***** THE INPUT

// Copyright (c) 2026 Warden Contributors
//
// SPDX-License-Identifier: Apache-2.0
//! Framework command parsing: string match on `/name` at message start, with
//! an optional `@botname` suffix stripped before lookup.

/// A recognised framework command with its (already trimmed) argument text.
#[derive(Debug, Clone, PartialEq, Eq)]
pub enum Command {
    Start,
    New,
    Compact,
    Help,
    Queue(String),
    Status,
    Model(Option<String>),
    Approve(Option<String>),
    Deny(Option<String>),
}

impl Command {
    /// `/new` and `/compact` run immediately without entering the queue.
    pub fn bypasses_queue(&self) -> bool {
        matches!(self, Command::New | Command::Compact)
    }

    /// `/start` is omitted from `/help`'s listing.
    pub fn is_hidden(&self) -> bool {
        matches!(self, Command::Start)
    }
}

/// Parse a message's leading `/command[@botname] [args]` into a [`Command`].
/// Returns `None` for non-command text or an unrecognised command name, both
/// of which fall through to the agent unchanged.
pub fn parse_command(content: &str) -> Option<Command> {
    let content = content.trim();
    let rest = content.strip_prefix('/')?;
    let mut parts = rest.splitn(2, char::is_whitespace);
    let mut name = parts.next().unwrap_or("").to_string();
    let args = parts.next().unwrap_or("").trim().to_string();

    if let Some(at) = name.find('@') {
        name.truncate(at);
    }

    match name.to_lowercase().as_str() {
        "start" => Some(Command::Start),
        "new" => Some(Command::New),
        "compact" => Some(Command::Compact),
        "help" => Some(Command::Help),
        "queue" => Some(Command::Queue(args)),
        "status" => Some(Command::Status),
        "model" => Some(Command::Model(if args.is_empty() { None } else { Some(args) })),
        "approve" => Some(Command::Approve(if args.is_empty() { None } else { Some(args) })),
        "deny" => Some(Command::Deny(if args.is_empty() { None } else { Some(args) })),
        _ => None,
    }
}

#[cfg(test)]
mod tests {
    use super::*;

    #[test]
    fn parses_simple_command() {
        assert_eq!(parse_command("/status"), Some(Command::Status));
    }

    #[test]
    fn strips_bot_mention_suffix() {
        assert_eq!(parse_command("/queue@MyBot steer"), Some(Command::Queue("steer".to_string())));
    }

    #[test]
    fn parses_args() {
        assert_eq!(parse_command("/model anthropic:claude-3"), Some(Command::Model(Some("anthropic:claude-3".to_string()))));
        assert_eq!(parse_command("/model"), Some(Command::Model(None)));
    }

    #[test]
    fn non_command_text_returns_none() {
        assert_eq!(parse_command("hello there"), None);
    }

    #[test]
    fn unknown_command_returns_none() {
        assert_eq!(parse_command("/frobnicate"), None);
    }

    #[test]
    fn new_and_compact_bypass_queue() {
        assert!(Command::New.bypasses_queue());
        assert!(Command::Compact.bypasses_queue());
        assert!(!Command::Status.bypasses_queue());
    }

    #[test]
    fn approve_and_deny_carry_the_approval_id() {
        assert_eq!(parse_command("/approve abc12345"), Some(Command::Approve(Some("abc12345".to_string()))));
        assert_eq!(parse_command("/deny abc12345"), Some(Command::Deny(Some("abc12345".to_string()))));
        assert_eq!(parse_command("/approve"), Some(Command::Approve(None)));
    }
}
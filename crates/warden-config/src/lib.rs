// Copyright (c) 2026 Warden Contributors
//
// SPDX-License-Identifier: Apache-2.0
mod env;
mod loader;
mod schema;

pub use env::{substitute_env_vars, EnvSubstitutionError};
pub use loader::{config_search_paths, load};
pub use schema::*;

**********

EXERCISE AIM: Copy every entry exactly.

OUTPUT:
// Copyright (c) 2026 Warden Contributors
//
// SPDX-License-Identifier: Apache-2.0
//! Framework command parsing: string match on `/name` at message start, with
//! an optional `@botname` suffix stripped before lookup.

/// A recognised framework command with its (already trimmed) argument text.
#[derive(Debug, Clone, PartialEq, Eq)]
pub enum Command {
    Start,
    New,
    Compact,
    Help,
    Queue(String),
    Status,
    Model(Option<String>),
    Approve(Option<String>),
    Deny(Option<String>),
}

impl Command {
    /// `/new` and `/compact` run immediately without entering the queue.
    pub fn bypasses_queue(&self) -> bool {
        matches!(self, Command::New | Command::Compact)
    }

    /// `/start` is omitted from `/help`'s listing.
    pub fn is_hidden(&self) -> bool {
        matches!(self, Command::Start)
    }
}

/// Parse a message's leading `/command[@botname] [args]` into a [`Command`].
/// Returns `None` for non-command text or an unrecognised command name, both
/// of which fall through to the agent unchanged.
pub fn parse_command(content: &str) -> Option<Command> {
    let content = content.trim();
    let rest = content.strip_prefix('/')?;
    let mut parts = rest.splitn(2, char::is_whitespace);
    let mut name = parts.next().unwrap_or("").to_string();
    let args = parts.next().unwrap_or("").trim().to_string();

    if let Some(at) = name.find('@') {
        name.truncate(at);
    }

    match name.to_lowercase().as_str() {
        "start" => Some(Command::Start),
        "new" => Some(Command::New),
        "compact" => Some(Command::Compact),
        "help" => Some(Command::Help),
        "queue" => Some(Command::Queue(args)),
        "status" => Some(Command::Status),
        "model" => Some(Command::Model(if args.is_empty() { None } else { Some(args) })),
        "approve" => Some(Command::Approve(if args.is_empty() { None } else { Some(args) })),
        "deny" => Some(Command::Deny(if args.is_empty() { None } else { Some(args) })),
        _ => None,
    }
}

#[cfg(test)]
mod tests {
    use super::*;

    #[test]
    fn parses_simple_command() {
        assert_eq!(parse_command("/status"), Some(Command::Status));
    }

    #[test]
    fn strips_bot_mention_suffix() {
        assert_eq!(parse_command("/queue@MyBot steer"), Some(Command::Queue("steer".to_string())));
    }

    #[test]
    fn parses_args() {
        assert_eq!(parse_command("/model anthropic:claude-3"), Some(Command::Model(Some("anthropic:claude-3".to_string()))));
        assert_eq!(parse_command("/model"), Some(Command::Model(None)));
    }

    #[test]
    fn non_command_text_returns_none() {
        assert_eq!(parse_command("hello there"), None);
    }

    #[test]
    fn unknown_command_returns_none() {
        assert_eq!(parse_command("/frobnicate"), None);
    }

    #[test]
    fn new_and_compact_bypass_queue() {
        assert!(Command::New.bypasses_queue());
        assert!(Command::Compact.bypasses_queue());
        assert!(!Command::Status.bypasses_queue());
    }

    #[test]
    fn approve_and_deny_carry_the_approval_id() {
        assert_eq!(parse_command("/approve abc12345"), Some(Command::Approve(Some("abc12345".to_string()))));
        assert_eq!(parse_command("/deny abc12345"), Some(Command::Deny(Some("abc12345".to_string()))));
        assert_eq!(parse_command("/approve"), Some(Command::Approve(None)));
    }
}
filename crates/warden-config/src/lib.rs
// Copyright (c) 2026 Warden Contributors
//
// SPDX-License-Identifier: Apache-2.0
mod env;
mod loader;
mod schema;

pub use env::{substitute_env_vars, EnvSubstitutionError};
pub use loader::{config_search_paths, load};
pub use schema::*;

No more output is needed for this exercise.